A few fun facts about me: When I was about five-years-old, I starred as Dopey in a production of Snow White and the Seven Dwarfs at camp and killed it. Everyone was laughing. I also studied improv for several years and was once paid in sausages to do stand-up comedy. And in the past six months, I’ve made and/or participated in over 25 YouTube videos, Facebook Lives, Zoom panels and was even on live television via Skype. This is all to say, I’ve never been one to shy away from the spotlight, or artisanal sausages.
Authors and illustrators, now that you may be asked to write, direct, star in, film, edit and produce your very own story time videos due to the pandemic, I bet you wish you’d also done stand-up in a bar basement that smelled of sewage to prepare for this chapter of your life. But don’t worry, dear friend! I’m going to share my tips for making videos with you. So, grab your ring light and plug your nose … It’s time to make videos!

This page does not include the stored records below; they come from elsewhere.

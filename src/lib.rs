//! Senseloop - supervision and fixed-rate sampling of isolated sensor workers.

pub mod config;
pub mod messages;
pub mod observability;
pub mod sensors;
pub mod supervisor;
pub mod workers;

pub use config::{Config, Isolation, SupervisorConfig};
pub use messages::{Frame, Message, MessageError, MessageKind};
pub use observability::{LogContext, ObservabilityOptions};
pub use sensors::{Record, Sensor, SensorConfig, SensorError, SensorFactory};
pub use supervisor::{
    ConfigurationError, Delegate, DelegateSnapshot, Manager, RebootSchedule, ServiceError,
    ServiceStatus, SupervisorError,
};
pub use workers::{
    InlineLauncher, LaunchError, ProcessLauncher, ProcessWorkerConfig, WorkerHandle,
    WorkerLauncher, WorkerRuntime, WorkerSpec,
};
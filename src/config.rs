//! Configuration loading from environment variables.
//!
//! Uses the following environment variables:
//! - `SENSELOOP_SAMPLE_RATE`: Monitor sample rate in Hz (default: 5)
//! - `SENSELOOP_LOG_DIR`: Base directory for per-run log directories (default: data)
//! - `SENSELOOP_HEARTBEAT_TIMEOUT_MS`: Heartbeat response timeout (default: 1000)
//! - `SENSELOOP_HEARTBEAT_POLL_MS`: Heartbeat response poll interval (default: 100)
//! - `SENSELOOP_REBOOT_SCHEDULE_SECS`: Comma-separated restart backoff (default: 1,10,20,50,150)
//! - `SENSELOOP_WORKERS`: Comma-separated sensor kinds to supervise (default: example,example_long)
//! - `SENSELOOP_ISOLATION`: `process` or `thread` (default: process)
//! - `SENSELOOP_WORKER_CONFIG`: Path to a JSON object mapping worker id to its configuration (optional)

use std::collections::HashMap;
use std::env;
use std::fmt;
use std::path::{Path, PathBuf};
use std::str::FromStr;
use std::time::Duration;

use anyhow::{Context, Result, anyhow, bail};
use serde_json::Value;

use crate::sensors::SensorConfig;
use crate::supervisor::backoff::RebootSchedule;
use crate::supervisor::health::{
    DEFAULT_CAPACITY, DEFAULT_MIN_SAMPLES, DEFAULT_MIN_SUCCESS_RATIO, HealthWindow,
};

pub const DEFAULT_SAMPLE_RATE: f64 = 5.0;
pub const DEFAULT_LOG_DIR: &str = "data";
pub const DEFAULT_WORKERS: &str = "example,example_long";

/// How worker runtimes are isolated from the supervisor.
#[derive(Debug, Clone, Copy, PartialEq, Eq, Default)]
pub enum Isolation {
    /// One child process per worker.
    #[default]
    Process,
    /// One OS thread per worker inside the supervisor process.
    Thread,
}

impl FromStr for Isolation {
    type Err = anyhow::Error;

    fn from_str(value: &str) -> Result<Self> {
        match value.trim().to_ascii_lowercase().as_str() {
            "process" => Ok(Self::Process),
            "thread" => Ok(Self::Thread),
            other => Err(anyhow!("unknown isolation mode {other:?}")),
        }
    }
}

impl fmt::Display for Isolation {
    fn fmt(&self, f: &mut fmt::Formatter<'_>) -> fmt::Result {
        f.write_str(match self {
            Self::Process => "process",
            Self::Thread => "thread",
        })
    }
}

/// Timing and health policy shared by every delegate.
#[derive(Debug, Clone)]
pub struct SupervisorConfig {
    /// How long a worker has to answer a heartbeat
    pub heartbeat_timeout: Duration,

    /// Poll interval while waiting for a heartbeat answer
    pub heartbeat_poll: Duration,

    /// Delay before each automatic restart attempt
    pub reboot_schedule: RebootSchedule,

    pub health_capacity: usize,
    pub health_min_samples: usize,
    pub health_min_success_ratio: f64,
}

impl Default for SupervisorConfig {
    fn default() -> Self {
        Self {
            heartbeat_timeout: Duration::from_secs(1),
            heartbeat_poll: Duration::from_millis(100),
            reboot_schedule: RebootSchedule::default(),
            health_capacity: DEFAULT_CAPACITY,
            health_min_samples: DEFAULT_MIN_SAMPLES,
            health_min_success_ratio: DEFAULT_MIN_SUCCESS_RATIO,
        }
    }
}

impl SupervisorConfig {
    pub fn health_window(&self) -> HealthWindow {
        HealthWindow::new(
            self.health_capacity,
            self.health_min_samples,
            self.health_min_success_ratio,
        )
    }
}

/// Application configuration
#[derive(Debug, Clone)]
pub struct Config {
    /// Records yielded per second by the monitor loop
    pub sample_rate: f64,

    /// Base directory; each run logs under `<log_dir>/YYYYMMDD`
    pub log_dir: PathBuf,

    /// Sensor kinds to register; the kind doubles as the worker id
    pub workers: Vec<String>,

    pub isolation: Isolation,

    /// Optional JSON file with per-worker configuration blobs
    pub worker_config_path: Option<PathBuf>,

    pub supervisor: SupervisorConfig,
}

impl Default for Config {
    fn default() -> Self {
        Self {
            sample_rate: DEFAULT_SAMPLE_RATE,
            log_dir: PathBuf::from(DEFAULT_LOG_DIR),
            workers: split_list(DEFAULT_WORKERS),
            isolation: Isolation::default(),
            worker_config_path: None,
            supervisor: SupervisorConfig::default(),
        }
    }
}

impl Config {
    /// Load configuration from environment variables
    ///
    /// Loads `.env` file if present, then reads from environment.
    pub fn from_env() -> Result<Self> {
        dotenvy::dotenv().ok();
        Self::from_lookup(|key| env::var(key).ok())
    }

    /// Build configuration from an arbitrary variable source.
    pub fn from_lookup<F>(lookup: F) -> Result<Self>
    where
        F: Fn(&str) -> Option<String>,
    {
        let mut config = Self::default();

        if let Some(raw) = lookup("SENSELOOP_SAMPLE_RATE") {
            let rate: f64 = raw
                .trim()
                .parse()
                .with_context(|| format!("invalid SENSELOOP_SAMPLE_RATE {raw:?}"))?;
            if !rate.is_finite() || rate <= 0.0 {
                bail!("SENSELOOP_SAMPLE_RATE must be a positive number, got {raw:?}");
            }
            config.sample_rate = rate;
        }

        if let Some(dir) = lookup("SENSELOOP_LOG_DIR") {
            config.log_dir = PathBuf::from(dir);
        }

        if let Some(raw) = lookup("SENSELOOP_HEARTBEAT_TIMEOUT_MS") {
            config.supervisor.heartbeat_timeout =
                parse_millis("SENSELOOP_HEARTBEAT_TIMEOUT_MS", &raw)?;
        }
        if let Some(raw) = lookup("SENSELOOP_HEARTBEAT_POLL_MS") {
            config.supervisor.heartbeat_poll = parse_millis("SENSELOOP_HEARTBEAT_POLL_MS", &raw)?;
        }

        if let Some(raw) = lookup("SENSELOOP_REBOOT_SCHEDULE_SECS") {
            let delays = split_list(&raw)
                .iter()
                .map(|item| item.parse::<u64>())
                .collect::<Result<Vec<_>, _>>()
                .with_context(|| format!("invalid SENSELOOP_REBOOT_SCHEDULE_SECS {raw:?}"))?;
            config.supervisor.reboot_schedule = RebootSchedule::from_secs(&delays);
        }

        if let Some(raw) = lookup("SENSELOOP_WORKERS") {
            config.workers = split_list(&raw);
        }

        if let Some(raw) = lookup("SENSELOOP_ISOLATION") {
            config.isolation = raw.parse().context("invalid SENSELOOP_ISOLATION")?;
        }

        config.worker_config_path = lookup("SENSELOOP_WORKER_CONFIG")
            .filter(|path| !path.trim().is_empty())
            .map(PathBuf::from);

        Ok(config)
    }

    /// Per-worker configuration blobs, empty when no file is configured.
    pub fn worker_configs(&self) -> Result<HashMap<String, SensorConfig>> {
        match &self.worker_config_path {
            Some(path) => load_worker_configs(path),
            None => Ok(HashMap::new()),
        }
    }

    /// Create a test configuration with thread isolation and short timeouts.
    #[cfg(test)]
    pub fn test_config() -> Self {
        Self {
            isolation: Isolation::Thread,
            supervisor: SupervisorConfig {
                heartbeat_timeout: Duration::from_millis(500),
                heartbeat_poll: Duration::from_millis(5),
                ..SupervisorConfig::default()
            },
            ..Self::default()
        }
    }
}

fn parse_millis(name: &str, raw: &str) -> Result<Duration> {
    let millis: u64 = raw
        .trim()
        .parse()
        .with_context(|| format!("invalid {name} {raw:?}"))?;
    Ok(Duration::from_millis(millis))
}

fn split_list(raw: &str) -> Vec<String> {
    raw.split(',')
        .map(str::trim)
        .filter(|item| !item.is_empty())
        .map(str::to_string)
        .collect()
}

fn load_worker_configs(path: &Path) -> Result<HashMap<String, SensorConfig>> {
    let text = std::fs::read_to_string(path)
        .with_context(|| format!("failed to read worker config {}", path.display()))?;
    let value: Value = serde_json::from_str(&text)
        .with_context(|| format!("worker config {} is not valid JSON", path.display()))?;
    match value {
        Value::Object(map) => Ok(map.into_iter().collect()),
        _ => bail!(
            "worker config {} must be a JSON object keyed by worker id",
            path.display()
        ),
    }
}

Location, light, shirt. Always record in front of a neutral or nice enough background. Try to record near a window in the daytime because natural light makes us all look a little less ghoulish. (That said, don’t film with a bright window behind you—you’ll look all washed out!) Or invest in a ring light if you’re going to be making over 25 videos. Wear solid colours. I once wore a patterned shirt and then wondered where I got a Hawaiian shirt once I saw myself on television. I haven’t owned a Hawaiian shirt since my Weird Al phase in high school.
Practice, practice, practice. I hate practicing public speaking with a passion because it’s boring to hear myself talk and I often think I’m much better at winging it. I assure you that I am not much better at winging it—I’m terrible. If you don’t want to go through your whole presentation ten times, at least nail down your spiel about who you are and what your book is about. Nothing is worse than stumbling over givens. Also, learn how to pronounce your illustrator’s name correctly if your book has one, and learn how to pronounce the author’s name correctly if you’re an illustrator. Don’t be that guy.
Orientation matters. Shoot in landscape mode for YouTube and portrait mode for Instagram Stories and Reels.
Don’t try to record your whole presentation in one take. If you’re creating a pre-recorded video and have access to simple editing software like iMovie on your computer or your phone, you can make your life easier by using jump cuts. Simply put, a jump cut is an abrupt edit in the middle of a continuous shot. YouTubers use them all the time. Thanks to jump cuts, if you mess up your script, you can just start from your last sentence, instead of starting from the beginning of your script. Jump cuts will also speed up the pace of your video and make you seem even more dynamic and fun. Truly.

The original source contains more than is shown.